- [DATA FOR THIS EXERCISE]
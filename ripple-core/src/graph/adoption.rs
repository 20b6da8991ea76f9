//! Parent/Child Adoption
//!
//! Wiring happens in two steps. Setting or adding a parent stores a read
//! reference (the child may read the parent, and its depth follows the
//! parent's), but does not subscribe. [`Graph::commit`] then registers a
//! finished node in the children set of every current parent, and only from
//! that point on do changes propagate to it.

use tracing::trace;

use super::arena::Graph;
use super::cycle::reaches;
use super::node::{NodeId, ParentSlot};
use crate::error::{GraphError, Result};

impl Graph {
    /// Set a single parent slot.
    ///
    /// Returns `Ok(false)` when the slot already holds `parent`. The new
    /// edge is checked by the cycle guard before anything is mutated. The
    /// child is not subscribed to the new parent.
    pub fn set_parent(&mut self, child: NodeId, slot: usize, parent: Option<NodeId>) -> Result<bool> {
        let current = match self.node(child)?.parents().slot(slot) {
            Some(ParentSlot::Single(current)) => *current,
            _ => {
                return Err(GraphError::NoSuchSlot {
                    node: child,
                    slot,
                    shape: "single",
                })
            }
        };
        if current == parent {
            return Ok(false);
        }

        if let Some(parent) = parent {
            self.check_port(child, slot, parent)?;
            self.guard_edge(parent, child)?;
            self.retain(parent, child)?;
        }
        if let Some(old) = current {
            self.release(old, child);
        }

        if let Some(ParentSlot::Single(stored)) = self.node_mut(child)?.parents.slot_mut(slot) {
            *stored = parent;
        }
        self.refresh_depth(child);
        Ok(true)
    }

    /// Append parents to a list slot.
    ///
    /// Every new edge is validated before the list changes. Live children are
    /// subscribed to the added parents. Returns whether anything was added.
    pub fn add_parents(&mut self, child: NodeId, slot: usize, parents: &[NodeId]) -> Result<bool> {
        self.list_slot(child, slot)?;
        if parents.is_empty() {
            return Ok(false);
        }
        for parent in parents {
            self.check_port(child, slot, *parent)?;
            self.guard_edge(*parent, child)?;
        }

        let live = self.node(child)?.is_live();
        for parent in parents {
            self.retain(*parent, child)?;
            if live {
                self.subscribe(*parent, child)?;
            }
        }
        if let Some(ParentSlot::List(list)) = self.node_mut(child)?.parents.slot_mut(slot) {
            list.extend_from_slice(parents);
        }
        self.refresh_depth(child);
        Ok(true)
    }

    /// Remove one occurrence of each given parent from a list slot.
    ///
    /// A parent that is no longer referenced at all loses the child from its
    /// children set. Returns whether anything was removed.
    pub fn remove_parents(&mut self, child: NodeId, slot: usize, parents: &[NodeId]) -> Result<bool> {
        self.list_slot(child, slot)?;

        let mut removed = Vec::new();
        if let Some(ParentSlot::List(list)) = self.node_mut(child)?.parents.slot_mut(slot) {
            for parent in parents {
                if let Some(position) = list.iter().position(|p| p == parent) {
                    list.remove(position);
                    removed.push(*parent);
                }
            }
        }
        if removed.is_empty() {
            return Ok(false);
        }

        for parent in removed {
            self.release(parent, child);
        }
        self.refresh_depth(child);
        Ok(true)
    }

    /// Replace the whole content of a list slot.
    ///
    /// The new list is validated as a whole first; on error the slot keeps
    /// its old parents.
    pub fn set_parent_list(&mut self, child: NodeId, slot: usize, parents: Vec<NodeId>) -> Result<bool> {
        let current = self.list_slot(child, slot)?.to_vec();
        if current == parents {
            return Ok(false);
        }
        // a path from a new parent to `child` never runs through the edges
        // being removed, so checking against the current graph is exact
        for parent in &parents {
            self.check_port(child, slot, *parent)?;
            self.guard_edge(*parent, child)?;
        }
        self.remove_parents(child, slot, &current)?;
        self.add_parents(child, slot, &parents)?;
        Ok(true)
    }

    /// Subscribe `id` to every current parent and mark it live.
    ///
    /// This is the step that makes future changes of the parents propagate
    /// to the node. Committing twice is harmless.
    pub fn commit(&mut self, id: NodeId) -> Result<()> {
        let parents: Vec<NodeId> = self.node(id)?.parents().iter().collect();
        for parent in parents {
            self.subscribe(parent, id)?;
        }
        self.node_mut(id)?.live = true;
        trace!(node = %id, "committed");
        Ok(())
    }

    /// Whether `child` is in the children set of `parent`.
    pub fn is_subscribed(&self, parent: NodeId, child: NodeId) -> bool {
        self.get(parent)
            .is_some_and(|node| node.children().contains(&child))
    }

    /// Re-point every reader of `old` to `new`.
    ///
    /// Subscriptions move along with the references and the readers' depths
    /// are recomputed. `old` keeps its own parents; detaching it is up to the
    /// caller. Returns the number of readers moved.
    pub fn replace(&mut self, old: NodeId, new: NodeId) -> Result<usize> {
        if old == new {
            return Ok(0);
        }
        let old_output = self.node(old)?.behavior().output();
        let new_output = self.node(new)?.behavior().output();
        if old_output != new_output {
            return Err(GraphError::PortMismatch {
                kind: self.node(new)?.kind().to_string(),
                slot: 0,
                expected: old_output.to_string(),
                found: new_output.to_string(),
            });
        }

        let old_node = self.node(old)?;
        let readers: Vec<(NodeId, usize)> = old_node
            .readers()
            .iter()
            .map(|(reader, count)| (*reader, *count))
            .collect();
        let subscribed: Vec<NodeId> = old_node.children().iter().copied().collect();
        for (reader, _) in &readers {
            self.guard_edge(new, *reader)?;
        }

        for (reader, count) in &readers {
            let node = self.node_mut(*reader)?;
            for slot in node.parents.slots_mut() {
                slot.repoint(old, new);
            }
            {
                let new_node = self.node_mut(new)?;
                *new_node.readers.entry(*reader).or_insert(0) += count;
                if subscribed.contains(reader) {
                    new_node.children.insert(*reader);
                }
            }
            let old_node = self.node_mut(old)?;
            old_node.readers.shift_remove(reader);
            old_node.children.shift_remove(reader);
            self.refresh_depth(*reader);
        }

        trace!(%old, %new, readers = readers.len(), "replaced");
        Ok(readers.len())
    }

    /// Remove a node that nothing reads anymore.
    ///
    /// The node disappears from its parents' reader and children sets and its
    /// handle becomes dead.
    pub fn detach(&mut self, id: NodeId) -> Result<()> {
        let readers = self.node(id)?.readers().len();
        if readers > 0 {
            return Err(GraphError::StillReferenced { node: id, readers });
        }
        if let Some(node) = self.remove_slot(id) {
            for parent in node.parents().iter() {
                self.release(parent, id);
            }
        }
        trace!(node = %id, "detached");
        Ok(())
    }

    /// Detach uncommitted, non-source nodes left without readers, walking
    /// up through their parents. Returns the number of nodes removed.
    pub(crate) fn prune_orphans(&mut self, candidates: Vec<NodeId>) -> usize {
        let mut pending = candidates;
        let mut pruned = 0;
        while let Some(id) = pending.pop() {
            let Some(node) = self.get(id) else { continue };
            if node.is_live() || node.behavior().is_source() || !node.readers().is_empty() {
                continue;
            }
            let parents: Vec<NodeId> = node.parents().iter().collect();
            if self.detach(id).is_ok() {
                pruned += 1;
                pending.extend(parents);
            }
        }
        pruned
    }

    pub(crate) fn guard_edge(&self, parent: NodeId, child: NodeId) -> Result<()> {
        if reaches(self, Some(parent), &[child]) {
            tracing::warn!(%parent, %child, "rejected cycle-introducing edge");
            return Err(GraphError::Cycle { parent, child });
        }
        Ok(())
    }

    fn list_slot(&self, child: NodeId, slot: usize) -> Result<&[NodeId]> {
        match self.node(child)?.parents().slot(slot) {
            Some(ParentSlot::List(list)) => Ok(list),
            _ => Err(GraphError::NoSuchSlot {
                node: child,
                slot,
                shape: "list",
            }),
        }
    }

    /// Record one more read reference from `child` to `parent`.
    pub(crate) fn retain(&mut self, parent: NodeId, child: NodeId) -> Result<()> {
        *self.node_mut(parent)?.readers.entry(child).or_insert(0) += 1;
        Ok(())
    }

    /// Drop one read reference; the last one also drops the subscription.
    fn release(&mut self, parent: NodeId, child: NodeId) {
        let Ok(node) = self.node_mut(parent) else { return };
        let Some(count) = node.readers.get_mut(&child) else { return };
        *count -= 1;
        if *count == 0 {
            node.readers.shift_remove(&child);
            node.children.shift_remove(&child);
        }
    }

    fn subscribe(&mut self, parent: NodeId, child: NodeId) -> Result<()> {
        self.node_mut(parent)?.children.insert(child);
        Ok(())
    }
}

- [ASSIGNMENT]
The lines from the first of the entries through the line holding "when the slot" are to be restated word for word, and no others.

- [SOLUTION FOR THIS EXERCISE]
filename ripple-core/src/graph/adoption.rs
repository 20b6da8991ea76f9
//! Parent/Child Adoption
//!
//! Wiring happens in two steps. Setting or adding a parent stores a read
//! reference (the child may read the parent, and its depth follows the
//! parent's), but does not subscribe. [`Graph::commit`] then registers a
//! finished node in the children set of every current parent, and only from
//! that point on do changes propagate to it.

use tracing::trace;

use super::arena::Graph;
use super::cycle::reaches;
use super::node::{NodeId, ParentSlot};
use crate::error::{GraphError, Result};

impl Graph {
    /// Set a single parent slot.
    ///
    /// Returns `Ok(false)` when the slot already holds `parent`. The new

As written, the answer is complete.